Kegiatan ini dihadiri Anggota DPR RI Dapil Kalteng sekaligus Ketua Harian Pengurus Besar PERCASI H. Agustiar Sabran, Unsur Forkopimda Prov. Kalteng, Sekretaris Daerah Prov. Kalteng H. Nuryakin, Para Pengurus KONI Pusat dan PB PERCASI, Kepala Perangkat Daerah dan Instansi Vertikal, Jajaran Pengurus Provinsi PERCASI Kalteng dan juga dari regional Kalimantan dan Bali, Pengurus KONI beserta Organisasi Cabang Olahraga Prov. Kalteng serta Tokoh-tokoh, Praktisi Olahraga dan atlet-atlet Pra-PON Catur Putra Zona Kalimantan dan Bali.
Momentum kejuaraan PRA PON ini hendaknya dapat menjadi penyemangat untuk bersama-sama membangkitkan prestasi olahraga, terutama catur.
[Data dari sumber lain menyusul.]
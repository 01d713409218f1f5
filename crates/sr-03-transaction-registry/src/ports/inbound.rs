//! # Inbound Ports (Driving Ports)
//!
//! The primary API of the plaintext registry.

use crate::domain::entities::{
    EnqueueRequest, Enqueued, SignatureEntry, SignatureLedgerKey, TransactionRecord,
};
use crate::domain::errors::RegistryError;
use shared_types::{CallContext, Hash};
use sr_01_compact_list::Page;

/// Primary API of the plaintext registry.
pub trait TransactionRegistryApi {
    /// Store a transaction proposal with one signature over it.
    ///
    /// Recomputes the digest, recovers the signer, stores the transaction if
    /// its digest is new, and appends the signature to the signer's ledger.
    /// Returns the ledger index of the new entry and whether the transaction
    /// was stored by this call.
    ///
    /// ## Atomicity
    ///
    /// All writes of one call, including the block log of the events it
    /// emits, are committed in a single batch; an error leaves the store
    /// unchanged.
    ///
    /// ## Errors
    ///
    /// - `Signature`: wrong length, bad v, non-canonical s, zero signer
    /// - `DuplicateSignature`: exact resubmission under `DuplicatePolicy::Reject`
    fn enqueue_transaction(
        &mut self,
        ctx: &CallContext,
        request: EnqueueRequest,
    ) -> Result<Enqueued, RegistryError>;

    /// Read a transaction by digest. Unknown digests are not an error.
    fn retrieve_transaction(&self, digest: &Hash) -> Result<TransactionRecord, RegistryError>;

    /// A page of one signer's ledger, with its total length.
    ///
    /// Out-of-range `start`/`count` clip to the ledger.
    fn retrieve_signatures(
        &self,
        key: &SignatureLedgerKey,
        start: u64,
        count: u64,
    ) -> Result<Page<SignatureEntry>, RegistryError>;

    /// Length of one signer's ledger.
    fn retrieve_signatures_count(&self, key: &SignatureLedgerKey) -> Result<u64, RegistryError>;
}
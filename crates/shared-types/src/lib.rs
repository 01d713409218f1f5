//! # Shared Types Crate
//!
//! Primitive aliases and domain entities shared by the registry crates.
//!
//! ## Design Principles
//!
//! - **Single Source of Truth**: Every type that crosses a crate boundary
//!   (storage records, events, IPC payloads) is defined here.
//! - **Caller Identity**: The `caller` in [`CallContext`] is supplied by the
//!   host and is authoritative; payloads never carry a claimed signer.

pub mod context;
pub mod entities;

pub use context::CallContext;
pub use entities::*;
Kuncinya adalah sinergi dan kolaborasi kuat seluruh stakeholders keolahragaan, dengan mengedepankan pembinaan sejak dini dan berkelanjutan”, imbuhnya.
Lebih lanjut disampaikan, event PRA PON Catur Putra Zona Kalimantan dan Bali ini juga diharapkan dapat sekaligus menggerakkan perekonomian masyarakat, seperti pedagang kecil dan UKM, serta mempromosikan tempat wisata dan kuliner khas Kalteng, khususnya di Kota Palangka Raya.